I. Au cours de son premier examen de ce texte, en novembre 2006, la délégation a critiqué les éléments d'appréciation fournis par la Commission au regard de la subsidiarité et de la proportionnalité :
« L'objectif poursuivi d'améliorer la sécurité routière est certes louable, mais l'affirmation de la Commission selon laquelle une réglementation communautaire sera plus efficace que l'échange des bonnes pratiques, qui se fait depuis plusieurs années, relève de la pétition de principe. En effet, la Commission considère que `sans une méthodologie contraignante et un engagement juridique dans toute l'Union européenne, les États membres seuls ne sont pas en mesure de garantir ce niveau commun de sécurité' ».
En conséquence, la délégation a adopté les observations suivantes :
« La délégation pour l'Union européenne du Sénat, demande à la Commission européenne de préciser pour quelle raison l'échange des bonnes pratiques entre États membres ne serait pas une solution suffisante pour améliorer la gestion de la sécurité des infrastructures routières. »
II. La Commission a répondu en janvier 2007. L'essentiel de son argumentation était le suivant :
« Sans une méthodologie obligatoire et un engagement de valeur juridique au sein de l'Union européenne, les États membres ne sont pas en mesure de garantir seuls ce niveau élevé de sécurité, comme le montrent les performances très hétérogènes des États membres pris séparément.
L'échange de bonnes pratiques dans le secteur de la gestion de la sécurité des infrastructures routières a lieu depuis maintenant plusieurs années dans l'Union européenne et sur la scène internationale, au travers de groupe de travail, de conférences et d'ateliers, sans qu'on ait pu enregistrer d'amélioration générale des performances en matière de sécurité des infrastructures routières. Une forte demande se manifeste d'ailleurs en faveur d'une initiative au niveau européen, comme le dévoilent les commentaires reçus en réponse à la consultation publique sur la gestion de la sécurité des infrastructures routières. De plus, les États membres souhaitant améliorer leur niveau de sécurité routière sont souvent demandeurs d'une mesure règlementaire. Cela indique clairement que selon eux, l'échange de bonnes pratiques est insuffisant pour leur permettre de le faire. »

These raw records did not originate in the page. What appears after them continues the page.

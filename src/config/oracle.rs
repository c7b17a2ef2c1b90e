use std::env;
use std::str::FromStr;
use std::time::Duration;

use validator::{Validate, ValidationError};

use crate::error::ConfigError;
use crate::models::oracle::StatusCode;
use crate::services::response_generator::StrategyKind;

/// Startup configuration for the oracle pool. Treated as fixed once loaded.
#[derive(Clone, Debug, Validate)]
#[validate(schema(function = "validate_quorum"))]
pub struct OracleConfig {
    /// Number of oracles bootstrapped into the pool.
    #[validate(range(min = 1, max = 10000))]
    pub oracle_count: u32,
    /// Indexes are drawn from `[0, max_index)`.
    #[validate(range(min = 1))]
    pub max_index: u8,
    /// Agreeing proposals needed to finalize a request.
    #[validate(range(min = 1))]
    pub min_responses: u32,
    pub seed: u64,
    /// JSON-RPC endpoint of the ledger. Unset runs against the in-process ledger.
    pub ledger_rpc_url: Option<String>,
    pub submission_timeout: Duration,
    pub strategy: StrategyKind,
    #[validate(length(min = 1))]
    pub status_codes: Vec<StatusCode>,
    pub fixed_status_code: StatusCode,
    pub simulated_flights: Vec<String>,
    pub flight_request_interval: Duration,
    pub event_poll_interval: Duration,
}

impl Default for OracleConfig {
    fn default() -> Self {
        Self {
            oracle_count: 20,
            max_index: 10,
            min_responses: 3,
            seed: 42,
            ledger_rpc_url: None,
            submission_timeout: Duration::from_millis(5000),
            strategy: StrategyKind::TimeBased,
            status_codes: StatusCode::ALL.to_vec(),
            fixed_status_code: StatusCode::LateAirline,
            simulated_flights: vec!["ND1309".to_string(), "AV0412".to_string()],
            flight_request_interval: Duration::from_secs(15),
            event_poll_interval: Duration::from_secs(5),
        }
    }
}

impl OracleConfig {
    pub fn from_env() -> Result<Self, ConfigError> {
        Self::from_lookup(|key| env::var(key).ok())
    }

    /// Build from any key lookup, falling back to defaults for absent keys.
    pub fn from_lookup<F>(lookup: F) -> Result<Self, ConfigError>
    where
        F: Fn(&str) -> Option<String>,
    {
        let defaults = Self::default();
        let get = |key: &str| lookup(key).map(|v| v.trim().to_string()).filter(|v| !v.is_empty());

        let config = Self {
            oracle_count: parse_or(&get, "ORACLE_COUNT", defaults.oracle_count)?,
            max_index: parse_or(&get, "MAX_INDEX", defaults.max_index)?,
            min_responses: parse_or(&get, "MIN_RESPONSES", defaults.min_responses)?,
            seed: parse_or(&get, "ORACLE_SEED", defaults.seed)?,
            ledger_rpc_url: get("LEDGER_RPC_URL"),
            submission_timeout: Duration::from_millis(parse_or(
                &get,
                "SUBMISSION_TIMEOUT_MS",
                defaults.submission_timeout.as_millis() as u64,
            )?),
            strategy: parse_or(&get, "RESPONSE_STRATEGY", defaults.strategy)?,
            status_codes: match get("RESPONSE_STATUS_CODES") {
                Some(raw) => parse_status_codes("RESPONSE_STATUS_CODES", &raw)?,
                None => defaults.status_codes,
            },
            fixed_status_code: match get("FIXED_STATUS_CODE") {
                Some(raw) => parse_status_code("FIXED_STATUS_CODE", &raw)?,
                None => defaults.fixed_status_code,
            },
            simulated_flights: get("SIMULATED_FLIGHTS")
                .map(|raw| split_list(&raw).map(ToString::to_string).collect())
                .unwrap_or(defaults.simulated_flights),
            flight_request_interval: Duration::from_secs(parse_or(
                &get,
                "FLIGHT_REQUEST_INTERVAL_SECONDS",
                defaults.flight_request_interval.as_secs(),
            )?),
            event_poll_interval: Duration::from_secs(parse_or(
                &get,
                "EVENT_POLL_INTERVAL_SECONDS",
                defaults.event_poll_interval.as_secs(),
            )?),
        };

        config.validate()?;
        Ok(config)
    }
}

fn validate_quorum(config: &OracleConfig) -> Result<(), ValidationError> {
    if config.min_responses > config.oracle_count {
        return Err(ValidationError::new("min_responses_exceeds_oracle_count"));
    }
    Ok(())
}

fn parse_or<T, G>(get: &G, key: &'static str, default: T) -> Result<T, ConfigError>
where
    T: FromStr,
    G: Fn(&str) -> Option<String>,
{
    match get(key) {
        Some(value) => value
            .parse()
            .map_err(|_| ConfigError::Invalid { key, value }),
        None => Ok(default),
    }
}

fn split_list(raw: &str) -> impl Iterator<Item = &str> {
    raw.split(',').map(str::trim).filter(|item| !item.is_empty())
}

fn parse_status_code(key: &'static str, raw: &str) -> Result<StatusCode, ConfigError> {
    raw.parse::<u8>()
        .ok()
        .and_then(|code| StatusCode::try_from(code).ok())
        .ok_or_else(|| ConfigError::Invalid {
            key,
            value: raw.to_string(),
        })
}

fn parse_status_codes(key: &'static str, raw: &str) -> Result<Vec<StatusCode>, ConfigError> {
    split_list(raw)
        .map(|item| parse_status_code(key, item))
        .collect()
}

III. La délégation a examiné la réponse de la Commission en mars 2007 et a adopté de nouvelles observations :
« Nous avions demandé à la Commission européenne ` de préciser pour quelle raison l'échange des bonnes pratiques entre États membres ne serait pas une solution suffisante pour améliorer la gestion de la sécurité des infrastructures routières' .
L'argumentation utilisée par la Commission dans sa réponse n'est guère convaincante. À sa lecture, on a un peu le sentiment que l'on utilise des arguments stéréotypés qui ne résultent pas d'une analyse méthodologique serrée et sérieuse. C'est ainsi que la Commission évoque l'hétérogénéité des performances des États membres pris séparément . C'est certainement vrai, mais on ne voit pas en quoi cela est de nature à justifier l'intervention de l'Union. On pourrait utiliser cet argument pour quasiment l'ensemble des secteurs. On pourrait dire qu'il y a une hétérogénéité en matière scolaire entre les États membres, et en conclure qu'il faut une action de la Commission pour introduire une base commune en matière de programme scolaire. On pourrait constater que l'enseignement des langues donne des résultats très différents dans les différents pays et l'on pourrait en conclure qu'il faut une base commune d'exigence procédurale ! L'argument n'est guère sérieux.

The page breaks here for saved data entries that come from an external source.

//! Selects the oracles authorized to answer a request

use std::collections::BTreeSet;

use crate::models::oracle::{IndexSet, OracleIdentity, StatusRequest};
use crate::services::oracle_registry::OracleRegistry;

/// Oracles whose index set holds the request's index.
///
/// The result is ordered, so the same snapshot and request always give the
/// same set. An empty set is a valid answer.
pub fn match_oracles(
    request: &StatusRequest,
    snapshot: &[(OracleIdentity, IndexSet)],
) -> BTreeSet<OracleIdentity> {
    snapshot
        .iter()
        .filter(|(_, indexes)| indexes.contains(request.request_index))
        .map(|(identity, _)| identity.clone())
        .collect()
}

pub struct RequestMatcher;

impl RequestMatcher {
    /// Snapshot the registry, then match against it.
    pub async fn matching(
        registry: &OracleRegistry,
        request: &StatusRequest,
    ) -> BTreeSet<OracleIdentity> {
        let snapshot = registry.all().await;
        match_oracles(request, &snapshot)
    }
}
//! Concurrent fan-out of oracle proposals to the ledger

use std::collections::BTreeSet;
use std::sync::Arc;
use std::time::Duration;

use chrono::Utc;
use tokio::task::JoinSet;
use tokio::time::timeout;
use tracing::{error, info, warn};

use crate::error::SubmissionError;
use crate::models::oracle::{
    OracleIdentity, OutcomeKind, StatusProposal, StatusRequest, SubmissionOutcome,
};
use crate::services::ledger::LedgerClient;
use crate::services::response_generator::ResponseStrategy;

/// Submits one proposal per matched oracle, each in its own task.
///
/// A slow, failing, or panicking submission only affects its own outcome.
/// Nothing is retried here.
#[derive(Clone)]
pub struct SubmissionDispatcher {
    ledger: Arc<dyn LedgerClient>,
    strategy: Arc<dyn ResponseStrategy>,
    submission_timeout: Duration,
}

impl SubmissionDispatcher {
    pub fn new(
        ledger: Arc<dyn LedgerClient>,
        strategy: Arc<dyn ResponseStrategy>,
        submission_timeout: Duration,
    ) -> Self {
        Self {
            ledger,
            strategy,
            submission_timeout,
        }
    }

    /// Returns exactly one outcome per matched oracle, in completion order.
    pub async fn dispatch(
        &self,
        matched: &BTreeSet<OracleIdentity>,
        request: &StatusRequest,
    ) -> Vec<SubmissionOutcome> {
        let mut tasks = JoinSet::new();

        for oracle in matched {
            let ledger = self.ledger.clone();
            let strategy = self.strategy.clone();
            let oracle = oracle.clone();
            let request = request.clone();
            let wait = self.submission_timeout;

            tasks.spawn(async move { submit_one(ledger, strategy, oracle, request, wait).await });
        }

        let mut outcomes = Vec::with_capacity(matched.len());
        while let Some(joined) = tasks.join_next().await {
            match joined {
                Ok(outcome) => outcomes.push(outcome),
                Err(join_error) => {
                    error!(error = %join_error, flight = %request.flight, "submission task failed");
                }
            }
        }

        // a task that died never produced an outcome; report it for its oracle
        let reported: BTreeSet<OracleIdentity> =
            outcomes.iter().map(|outcome| outcome.oracle.clone()).collect();
        for oracle in matched.difference(&reported) {
            outcomes.push(SubmissionOutcome {
                oracle: oracle.clone(),
                status_code: None,
                kind: OutcomeKind::Errored {
                    reason: "submission task aborted".to_string(),
                },
            });
        }

        outcomes
    }
}

async fn submit_one(
    ledger: Arc<dyn LedgerClient>,
    strategy: Arc<dyn ResponseStrategy>,
    oracle: OracleIdentity,
    request: StatusRequest,
    wait: Duration,
) -> SubmissionOutcome {
    let status_code = strategy.propose(&oracle, &request, Utc::now());
    let proposal = StatusProposal {
        oracle,
        request,
        status_code,
    };

    let result = match timeout(wait, ledger.submit_oracle_response(&proposal)).await {
        Ok(result) => result,
        Err(_) => Err(SubmissionError::Timeout(wait)),
    };

    let kind = match result {
        Ok(ack) => {
            info!(
                oracle = %proposal.oracle,
                flight = %proposal.request.flight,
                status_code = %status_code,
                tx_hash = %ack.tx_hash,
                "Oracle responded"
            );
            OutcomeKind::Accepted {
                tx_hash: ack.tx_hash,
                finalized: ack.finalized,
            }
        }
        Err(err) if err.is_rejection() => {
            warn!(
                oracle = %proposal.oracle,
                flight = %proposal.request.flight,
                status_code = %status_code,
                error = %err,
                "Oracle response rejected"
            );
            OutcomeKind::Rejected {
                reason: err.to_string(),
            }
        }
        Err(err) => {
            warn!(
                oracle = %proposal.oracle,
                flight = %proposal.request.flight,
                error = %err,
                "Oracle response not delivered"
            );
            OutcomeKind::Errored {
                reason: err.to_string(),
            }
        }
    };

    SubmissionOutcome {
        oracle: proposal.oracle,
        status_code: Some(status_code),
        kind,
    }
}
//! Pseudo-random index assignment for oracle registration

use rand::rngs::StdRng;
use rand::{Rng, SeedableRng};
use sha2::{Digest, Sha256};

use crate::models::oracle::{IndexSet, OracleIdentity, INDEX_SLOTS};

/// Draw three indexes uniformly from `[0, max_index)`.
///
/// Same seed, same set. Slots are independent draws and may repeat.
pub fn assign_indexes(seed: u64, max_index: u8) -> IndexSet {
    let mut rng = StdRng::seed_from_u64(seed);
    let mut indexes = [0u8; INDEX_SLOTS];
    for slot in indexes.iter_mut() {
        *slot = rng.gen_range(0..max_index);
    }
    IndexSet::new(indexes)
}

/// Assigns index sets keyed on the oracle identity, so the result does not
/// depend on the order oracles register in.
#[derive(Debug, Clone)]
pub struct IndexAssigner {
    base_seed: u64,
    max_index: u8,
}

impl IndexAssigner {
    /// A `max_index` of zero is clamped to one; `gen_range` needs a non-empty range.
    pub fn new(base_seed: u64, max_index: u8) -> Self {
        Self {
            base_seed,
            max_index: max_index.max(1),
        }
    }

    pub fn max_index(&self) -> u8 {
        self.max_index
    }

    pub fn assign(&self, identity: &OracleIdentity) -> IndexSet {
        assign_indexes(self.seed_for(identity), self.max_index)
    }

    fn seed_for(&self, identity: &OracleIdentity) -> u64 {
        let mut hasher = Sha256::new();
        hasher.update(self.base_seed.to_be_bytes());
        hasher.update(identity.as_str().as_bytes());
        let digest = hasher.finalize();
        let mut seed = [0u8; 8];
        seed.copy_from_slice(&digest[..8]);
        u64::from_be_bytes(seed)
    }
}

Par ailleurs, la Commission mentionne qu'il se manifeste ` une forte demande en faveur d'une initiative au niveau européen' . Là encore, ce n'est pas parce qu' il existe une demande de la part des professionnels qu'il y a une nécessité d'intervention de l'Union européenne. Le principe de subsidiarité est précisément utile pour éviter que l'on ne réponde à des demandes inconsidérées de réglementation communautaire.

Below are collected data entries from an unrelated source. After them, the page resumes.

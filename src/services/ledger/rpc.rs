//! JSON-RPC ledger client and OracleRequest event poller

use std::time::Duration;

use anyhow::{anyhow, Result};
use async_trait::async_trait;
use reqwest::Client;
use serde_json::{json, Value};
use tokio::sync::broadcast;
use tokio::time::sleep;
use tracing::{debug, error, info, warn};
use validator::Validate;

use super::LedgerClient;
use crate::error::{RegistryError, SubmissionError};
use crate::models::oracle::{
    IndexSet, OracleIdentity, OracleRequestEvent, StatusCode, StatusProposal, SubmissionAck,
    INDEX_SLOTS,
};

const RPC_CLIENT_ID: &str = "flight-oracles";
const ORACLE_REQUEST_EVENT: &str = "OracleRequest";
const EVENTS_PAGE_LIMIT: u64 = 200;
// ledgers covered by a single poll cycle
const LEDGER_WINDOW: u64 = 200;

#[derive(Clone)]
pub struct RpcLedgerClient {
    rpc_url: String,
    http: Client,
}

impl RpcLedgerClient {
    pub fn new(rpc_url: impl Into<String>) -> Self {
        Self {
            rpc_url: rpc_url.into(),
            http: Client::new(),
        }
    }

    async fn rpc_call(&self, method: &str, params: Value) -> Result<Value, reqwest::Error> {
        self.http
            .post(&self.rpc_url)
            .json(&json!({
                "jsonrpc": "2.0",
                "id": RPC_CLIENT_ID,
                "method": method,
                "params": params,
            }))
            .send()
            .await?
            .error_for_status()?
            .json::<Value>()
            .await
    }

    async fn latest_ledger(&self) -> Result<u64> {
        let response = self
            .rpc_call("getLatestLedger", json!({}))
            .await
            .map_err(|err| anyhow!("getLatestLedger failed: {err}"))?;

        response
            .pointer("/result/sequence")
            .and_then(|v| v.as_u64())
            .ok_or_else(|| anyhow!("missing latest ledger sequence in RPC response"))
    }

    /// Every OracleRequest event in `[start_ledger, end_ledger]`, following
    /// the RPC's paging cursor until a short page comes back.
    async fn oracle_request_events(
        &self,
        start_ledger: u64,
        end_ledger: u64,
        page_limit: u64,
    ) -> Result<Vec<Value>> {
        let mut collected = Vec::new();
        let mut page_cursor: Option<String> = None;

        loop {
            let params = events_page_params(start_ledger, end_ledger, page_limit, page_cursor.as_deref());
            let response = self
                .rpc_call("getEvents", params)
                .await
                .map_err(|err| anyhow!("getEvents failed: {err}"))?;

            if let Some(rpc_error) = response.get("error") {
                return Err(anyhow!("RPC error: {rpc_error}"));
            }

            let page = response
                .pointer("/result/events")
                .and_then(|v| v.as_array().cloned())
                .unwrap_or_default();
            let next_cursor = next_page_cursor(&response, &page);
            let full_page = page.len() as u64 >= page_limit;
            collected.extend(page);

            match next_cursor {
                Some(next) if full_page && page_cursor.as_deref() != Some(next.as_str()) => {
                    page_cursor = Some(next);
                }
                _ => break,
            }
        }

        Ok(collected)
    }
}

#[async_trait]
impl LedgerClient for RpcLedgerClient {
    async fn register_oracle(&self, identity: &OracleIdentity) -> Result<IndexSet, RegistryError> {
        let response = self
            .rpc_call("registerOracle", json!({ "from": identity }))
            .await
            .map_err(|err| RegistryError::Transport(err.to_string()))?;
        parse_registration_response(identity, &response)?;

        self.oracle_indexes(identity).await
    }

    async fn oracle_indexes(&self, identity: &OracleIdentity) -> Result<IndexSet, RegistryError> {
        let response = self
            .rpc_call("getMyIndexes", json!({ "from": identity }))
            .await
            .map_err(|err| RegistryError::Transport(err.to_string()))?;

        parse_indexes_response(identity, &response)
    }

    async fn submit_oracle_response(
        &self,
        proposal: &StatusProposal,
    ) -> Result<SubmissionAck, SubmissionError> {
        let response = self
            .rpc_call("submitOracleResponse", submission_params(proposal))
            .await
            .map_err(|err| SubmissionError::Transport(err.to_string()))?;

        parse_submission_response(&response)
    }
}

fn rpc_error_message(response: &Value) -> Option<String> {
    response.get("error").map(|rpc_error| {
        rpc_error
            .pointer("/message")
            .and_then(|v| v.as_str())
            .unwrap_or("unspecified ledger error")
            .to_string()
    })
}

fn parse_registration_response(identity: &OracleIdentity, response: &Value) -> Result<(), RegistryError> {
    if let Some(message) = rpc_error_message(response) {
        if message.to_ascii_lowercase().contains("already registered") {
            return Err(RegistryError::AlreadyRegistered(identity.clone()));
        }
        return Err(RegistryError::Rejected(message));
    }

    response
        .get("result")
        .map(|_| ())
        .ok_or_else(|| RegistryError::Transport("missing result in RPC response".to_string()))
}

fn parse_indexes_response(identity: &OracleIdentity, response: &Value) -> Result<IndexSet, RegistryError> {
    if let Some(message) = rpc_error_message(response) {
        if message.to_ascii_lowercase().contains("not registered") {
            return Err(RegistryError::NotRegistered(identity.clone()));
        }
        return Err(RegistryError::Rejected(message));
    }

    let values = response
        .pointer("/result/indexes")
        .or_else(|| response.pointer("/result"))
        .and_then(|v| v.as_array())
        .ok_or_else(|| RegistryError::Transport("missing indexes in RPC response".to_string()))?;

    if values.len() != INDEX_SLOTS {
        return Err(RegistryError::Transport(format!(
            "expected {INDEX_SLOTS} indexes, got {}",
            values.len()
        )));
    }

    let mut indexes = [0u8; INDEX_SLOTS];
    for (slot, value) in indexes.iter_mut().zip(values) {
        *slot = as_u64(value)
            .and_then(|index| u8::try_from(index).ok())
            .ok_or_else(|| RegistryError::Transport(format!("invalid index {value}")))?;
    }
    Ok(IndexSet::new(indexes))
}

fn submission_params(proposal: &StatusProposal) -> Value {
    json!({
        "from": proposal.oracle,
        "index": proposal.request.request_index,
        "airline": proposal.request.airline,
        "flight": proposal.request.flight,
        "timestamp": proposal.request.timestamp,
        "statusCode": proposal.status_code,
    })
}

fn parse_submission_response(response: &Value) -> Result<SubmissionAck, SubmissionError> {
    if let Some(message) = rpc_error_message(response) {
        if message.to_ascii_lowercase().contains("do not match oracle request") {
            return Err(SubmissionError::StaleOrFinalizedRequest);
        }
        return Err(SubmissionError::Rejected(message));
    }

    let result = response
        .get("result")
        .ok_or_else(|| SubmissionError::Transport("missing result in RPC response".to_string()))?;

    let tx_hash = result
        .pointer("/txHash")
        .or_else(|| result.pointer("/transactionHash"))
        .and_then(|v| v.as_str())
        .ok_or_else(|| SubmissionError::Transport("missing transaction hash".to_string()))?
        .to_string();

    let finalized = result
        .pointer("/finalizedStatus")
        .and_then(|v| v.as_u64())
        .and_then(|code| u8::try_from(code).ok())
        .and_then(|code| StatusCode::try_from(code).ok());

    Ok(SubmissionAck { tx_hash, finalized })
}

// the RPC refuses startLedger alongside a paging cursor
fn events_page_params(start_ledger: u64, end_ledger: u64, limit: u64, cursor: Option<&str>) -> Value {
    match cursor {
        None => json!({
            "startLedger": start_ledger,
            "endLedger": end_ledger,
            "event": ORACLE_REQUEST_EVENT,
            "pagination": { "limit": limit },
        }),
        Some(cursor) => json!({
            "endLedger": end_ledger,
            "event": ORACLE_REQUEST_EVENT,
            "pagination": { "cursor": cursor, "limit": limit },
        }),
    }
}

fn next_page_cursor(response: &Value, page: &[Value]) -> Option<String> {
    response
        .pointer("/result/cursor")
        .and_then(|v| v.as_str())
        .or_else(|| {
            page.last().and_then(|last| {
                last.pointer("/pagingToken")
                    .or_else(|| last.pointer("/id"))
                    .and_then(|v| v.as_str())
            })
        })
        .map(str::to_string)
}

/// Polls the ledger for OracleRequest events and forwards them to subscribers.
///
/// The ledger cursor only moves once every event in the polled window has
/// reached a subscriber; a window that could not be delivered is fetched
/// again on the next cycle.
pub struct RpcEventPoller {
    client: RpcLedgerClient,
    poll_interval: Duration,
    page_limit: u64,
    cursor: u64,
}

impl RpcEventPoller {
    pub fn new(client: RpcLedgerClient, poll_interval: Duration) -> Self {
        Self {
            client,
            poll_interval,
            page_limit: EVENTS_PAGE_LIMIT,
            cursor: 0,
        }
    }

    pub fn with_page_limit(mut self, page_limit: u64) -> Self {
        self.page_limit = page_limit.max(1);
        self
    }

    /// Last ledger whose events were delivered.
    pub fn cursor(&self) -> u64 {
        self.cursor
    }

    pub async fn start(mut self, events: broadcast::Sender<OracleRequestEvent>) {
        info!(rpc_url = %self.client.rpc_url, "OracleRequest poller started");

        loop {
            match self.poll_once(&events).await {
                Ok(0) => {}
                Ok(forwarded) => debug!(forwarded, cursor = self.cursor, "poll cycle complete"),
                Err(err) => error!(error = %err, cursor = self.cursor, "OracleRequest poll cycle failed"),
            }

            sleep(self.poll_interval).await;
        }
    }

    pub async fn poll_once(&mut self, events: &broadcast::Sender<OracleRequestEvent>) -> Result<usize> {
        if events.receiver_count() == 0 {
            debug!(cursor = self.cursor, "No OracleRequest subscribers; holding cursor");
            return Ok(0);
        }

        let latest_ledger = self.client.latest_ledger().await?;
        let from_ledger = self.cursor.saturating_add(1);
        if from_ledger > latest_ledger {
            return Ok(0);
        }

        let to_ledger = latest_ledger.min(from_ledger.saturating_add(LEDGER_WINDOW));
        let raw_events = self
            .client
            .oracle_request_events(from_ledger, to_ledger, self.page_limit)
            .await?;
        let forwarded = forward_events(&raw_events, events)?;

        self.cursor = to_ledger;
        debug!(from_ledger, to_ledger, forwarded, "OracleRequest window delivered");
        Ok(forwarded)
    }
}

/// Fails as soon as an event finds no subscriber, so the caller keeps its cursor.
fn forward_events(raw_events: &[Value], events: &broadcast::Sender<OracleRequestEvent>) -> Result<usize> {
    let mut forwarded = 0;
    for raw in raw_events {
        match parse_oracle_request(raw) {
            Some(event) => {
                events
                    .send(event)
                    .map_err(|_| anyhow!("OracleRequest subscribers went away after {forwarded} events"))?;
                forwarded += 1;
            }
            None => {
                let ledger = raw.pointer("/ledger").and_then(|v| v.as_u64()).unwrap_or(0);
                warn!(ledger, "Skipping malformed OracleRequest event");
            }
        }
    }
    Ok(forwarded)
}

/// Accepts both `returnValues` and flat event shapes.
fn parse_oracle_request(raw: &Value) -> Option<OracleRequestEvent> {
    let body = raw
        .pointer("/returnValues")
        .or_else(|| raw.pointer("/value"))
        .unwrap_or(raw);

    let event = OracleRequestEvent {
        index: u8::try_from(as_u64(body.get("index")?)?).ok()?,
        airline: body.get("airline")?.as_str()?.to_string(),
        flight: body.get("flight")?.as_str()?.to_string(),
        timestamp: i64::try_from(as_u64(body.get("timestamp")?)?).ok()?,
    };

    event.validate().ok()?;
    Some(event)
}

// event fields arrive as numbers or decimal strings
fn as_u64(value: &Value) -> Option<u64> {
    value
        .as_u64()
        .or_else(|| value.as_str().and_then(|s| s.parse().ok()))
}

En conséquence, nous souhaiterions que la Commission nous communique de nouveaux éléments de nature à faire apparaître de manière plus claire que les principes de subsidiarité et de proportionnalité sont pleinement respectés. »
IV. En juillet 2007, la Commission a adressé une réponse à ces nouvelles observations. L'essentiel de celle-ci consistait à rappeler les arguments déjà énoncés. Toutefois, une remarque spécifique a attiré l'attention de la délégation :
« Les normes de sécurité de la route diffèrent notablement sur le réseau routier européen aujourd'hui. Souvent construit avec des Fonds structurels et de cohésion de l'Union européenne, il y a une responsabilité à s'assurer que les États membres appliquent une méthodologie cohérente. »
V. En novembre 2007, la délégation a examiné cette deuxième réponse de la Commission :
« Dans sa seconde réponse, reçue en juillet 2007, la Commission opère un changement sensible dans son argumentation. Elle revient sur l'opportunité et la cohérence de la réglementation proposée : selon elle, dès lors que des avancées communautaires ont été constatées dans la sécurité des véhicules , elles doivent être proposées également dans la sécurité des infrastructures . Cela s'apparente à l'évidence à une pétition de principe. Si personne ne met en doute le fait que la Communauté puisse agir mieux que chaque État membre pour assurer la sécurité des véhicules, on voit mal en quoi il en découlerait obligatoirement que les États membres ne peuvent eux-mêmes réaliser l'objectif de sécurité des infrastructures. Les véhicules sont à l'évidence transfrontaliers tandis que les infrastructures sont par définition peu mobiles !
Par ailleurs, la Commission relève que la demande est supportée non par les seuls industriels, mais par les organisations professionnelles dont elle établit la liste. Enfin, elle considère que la compétence de la Communauté est justifiée par le fait que le renforcement de la sécurité des réseaux contribue à l'objectif de cohésion économique et sociale prévu par le traité et que les infrastructures routières sont souvent financées par les fonds structurels ou par le fonds de cohésion.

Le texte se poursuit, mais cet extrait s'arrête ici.